Giorgio Gori Lombardia
PRESENTAZIONE INDICE GLOBALE DELLA FAME

«Hanno fatto un bel pasticcio. Eravamo in corsa anche prima, ma è certo che il duello ora non sarà più sul piano della popolarità dei candidati ma sulla proposta politica più convincente». Giorgio Gori misura le parole: non era pessimista prima, nemmeno dopo la mancata alleanza con Liberi e uguali, evita ogni trionfalismo ora.
 
Che idea s’è fatto del passo indietro di Maroni?
 
«Domenica sera ci siamo sentiti e mi ha parlato di motivazioni di carattere personale che ovviamente non divulgo per rispetto. Leggo però che ha dato la propria disponibilità politica a Berlusconi e mi viene da pensare allora che possa esserci dell’altro. Le contraddizioni interne alla Lega forse hanno determinato la sua scelta e potrebbero condizionare anche le mosse del suo successore. Il dubbio è in ogni caso legittimo: c’era un malumore palpabile nel Carroccio e non è da escludere che il passo indietro si debba anche a questo».
 
I sondaggi per il centrosinistra in Lombardia rimangono in salita.
 
«Ma il mio dato di riconoscibilità è in forte crescita rispetto ai mesi precedenti. La partita era aperta anche contro Maroni e con questo pasticcio tutto si mette ancora di più in moto.

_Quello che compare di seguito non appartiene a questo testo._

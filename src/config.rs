// src/config.rs  -  runtime configuration (CLI + TOML)
use anyhow::{Context, Result};
use clap::Parser;
use serde::{Deserialize, Serialize};
use std::path::PathBuf;

/// The example config is embedded directly in the binary at compile time.
/// Users can write it out with:  roboid --write-config
pub const DEFAULT_CONFIG_TOML: &str = include_str!("../config.toml.example");

// ── CLI ───────────────────────────────────────────────────────────────────────
#[derive(Parser, Debug)]
#[command(
    name    = "roboid",
    about   = "Hamster robot runtime over a USB-to-BLE serial bridge",
    version,
)]
pub struct Cli {
    /// Config file path (default: ~/.config/roboid/config.toml)
    #[arg(short, long)]
    pub config: Option<PathBuf>,

    /// Serial port of the bridge (e.g. /dev/ttyUSB0, COM3).
    /// All ports are scanned when omitted.
    #[arg(long)]
    pub port: Option<String>,

    /// Tempo for the note demos in beats per minute (default: 60)
    #[arg(long)]
    pub tempo: Option<f64>,

    /// Demo program: square | follow | scale
    #[arg(long)]
    pub demo: Option<DemoProgram>,

    /// List available serial ports and exit
    #[arg(long, action)]
    pub list_ports: bool,

    /// Probe the bridge: open, handshake, report the robot address
    #[arg(long, action)]
    pub check_bridge: bool,

    /// Write the built-in default config.toml to the config path and exit.
    /// Use --config <PATH> to write to a custom location.
    #[arg(long, action)]
    pub write_config: bool,

    /// Print the built-in default config.toml to stdout and exit
    #[arg(long, action)]
    pub print_config: bool,
}

#[derive(Debug, Clone, Copy, PartialEq, Serialize, Deserialize, clap::ValueEnum)]
#[serde(rename_all = "snake_case")]
pub enum DemoProgram {
    /// Drive one square on the board grid (four cells, four left turns)
    Square,
    /// Follow a black line on both floor sensors for ten seconds
    Follow,
    /// Play a C major scale on the buzzer
    Scale,
}

// ── TOML file structure ───────────────────────────────────────────────────────
#[derive(Debug, Clone, Serialize, Deserialize, Default)]
pub struct FileConfig {
    pub bridge: Option<BridgeCfg>,
    pub music:  Option<MusicCfg>,
}

#[derive(Debug, Clone, Serialize, Deserialize)]
pub struct BridgeCfg {
    /// Serial port of the USB-to-BLE bridge; unset scans all ports
    pub port: Option<String>,
}

#[derive(Debug, Clone, Serialize, Deserialize)]
pub struct MusicCfg {
    /// Beats per minute for note playback
    pub tempo: Option<f64>,
}

// ── Resolved / merged config ──────────────────────────────────────────────────
#[derive(Debug, Clone)]
pub struct AppConfig {
    pub port:  String,
    pub tempo: f64,
    pub demo:  DemoProgram,
}

impl Default for AppConfig {
    fn default() -> Self {
        Self {
            port:  String::new(),
            tempo: 60.0,
            demo:  DemoProgram::Square,
        }
    }
}

// ── Config loader ─────────────────────────────────────────────────────────────
impl AppConfig {
    /// Write the embedded default config to disk.
    /// Returns the path it was written to.
    pub fn write_default_config(cli: &Cli) -> Result<PathBuf> {
        let path = cli.config.clone().unwrap_or_else(default_config_path);
        if let Some(parent) = path.parent() {
            std::fs::create_dir_all(parent)
                .with_context(|| format!("Creating config directory {:?}", parent))?;
        }
        std::fs::write(&path, DEFAULT_CONFIG_TOML)
            .with_context(|| format!("Writing config to {:?}", path))?;
        Ok(path)
    }

    pub fn load(cli: &Cli) -> Result<Self> {
        let mut cfg = Self::default();

        // 1. Load TOML file
        let path = cli.config.clone().unwrap_or_else(default_config_path);
        if path.exists() {
            let raw = std::fs::read_to_string(&path)
                .with_context(|| format!("Reading config {:?}", path))?;
            let fc: FileConfig = toml::from_str(&raw)
                .with_context(|| format!("Parsing config {:?}", path))?;
            cfg.apply_file(&fc);
        }

        // 2. Apply CLI overrides
        cfg.apply_cli(cli);
        Ok(cfg)
    }

    fn apply_file(&mut self, fc: &FileConfig) {
        if let Some(b) = &fc.bridge {
            if let Some(v) = &b.port { self.port = v.clone(); }
        }
        if let Some(m) = &fc.music {
            if let Some(v) = m.tempo { self.tempo = v; }
        }
    }

    fn apply_cli(&mut self, cli: &Cli) {
        if let Some(v) = &cli.port  { self.port  = v.clone(); }
        if let Some(v) = cli.tempo  { self.tempo = v; }
        if let Some(v) = cli.demo   { self.demo  = v; }
    }
}

fn default_config_path() -> PathBuf {
    config_dir().join("roboid").join("config.toml")
}

fn config_dir() -> PathBuf {
    if let Ok(v) = std::env::var("XDG_CONFIG_HOME") { return PathBuf::from(v); }
    if let Ok(v) = std::env::var("APPDATA")          { return PathBuf::from(v); }
    let home = std::env::var("HOME")
        .or_else(|_| std::env::var("USERPROFILE"))
        .unwrap_or_default();
    PathBuf::from(home).join(".config")
}

#[cfg(test)]
mod tests {
    use super::*;

    #[test]
    fn embedded_default_config_parses() {
        let fc: FileConfig = toml::from_str(DEFAULT_CONFIG_TOML).unwrap();
        assert!(fc.music.unwrap().tempo.is_some());
    }

    #[test]
    fn file_values_yield_to_cli_overrides() {
        let mut cfg = AppConfig::default();
        cfg.apply_file(&FileConfig {
            bridge: Some(BridgeCfg { port: Some("/dev/ttyUSB0".into()) }),
            music:  Some(MusicCfg { tempo: Some(90.0) }),
        });
        assert_eq!(cfg.port, "/dev/ttyUSB0");
        assert_eq!(cfg.tempo, 90.0);

        let cli = Cli::parse_from(["roboid", "--port", "COM3", "--demo", "scale"]);
        cfg.apply_cli(&cli);
        assert_eq!(cfg.port, "COM3");
        assert_eq!(cfg.tempo, 90.0);
        assert_eq!(cfg.demo, DemoProgram::Scale);
    }
}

Io e Fontana siamo due figure nuove: il confronto sarà sul piano della proposta politica».
 
Il traino delle Politiche rischia però di esser penalizzante?
 
«Era chiaro che ci sarebbe stato l’election day. Ma nel 2013 abbiamo visto che gli elettori sanno distinguere tra i due tipi di voto. Cinque anni fa, per dire, Ambrosoli prese in Lombardia 750 mila voti in più delle liste del centrosinistra che correvano per le Politiche. Nelle Regionali è determinante il civismo e la credibilità del candidato».
 
Il bilancio di Maroni?
 
«Sostiene di aver realizzato i suoi impegni: è vero il contrario. L’elenco delle promesse non mantenute è lunghissimo, dal 75 per cento di tasse da trattenere in Lombardia alla riduzione delle liste d’attesa, dalla cancellazione del bollo auto ai ticket sanitari. Era doveroso fare meglio».
 
Quanto conterà riuscire a convincere Liberi e uguali a rientrare in coalizione?
 
«Sarebbe molto utile, non lo nego. Noi abbiamo dato tutti i segnali di disponibilità, di attenzione, di precisa volontà di lavorare insieme. A maggior ragione oggi, col traguardo alla nostra portata, una corsa separata sarebbe inspiegabile anche per i loro elettori. Mi dicono che ci sarebbe il problema dell’electron day e di una diversa collocazione rispetto al quadro nazionale. Ma allora perché nel Lazio vogliono fare l’accordo e in Lombardia no? ».
 
Che opinione ha di Fontana?
 
«L’ho incrociato qualche volta in Anci. Da sindaco di Varese firmò nel 2015 il mio appello per chiedere a Maroni di aprire la trattativa sull’autonomia col governo. È una persona perbene, ma è il modello di amministrazione di questo centrodestra che noi vogliamo contrastare».
 
E come si batte il centrodestra in Lombardia?
 
«Con la serietà, con la competenza e con l’ascolto dei territori. Bisogna far cambiare idea a una parte degli elettori che votarono Maroni e riportare a votare una quota dei delusi del centrosinistra».
 
Pentito della frase su Formigoni “dotato di un progetto politico”?
 
«Mi chiesero se era meglio Maroni o Formigoni. Risposi quello che pensavo: meglio Formigoni, che pure rimane un avversario da contrastare».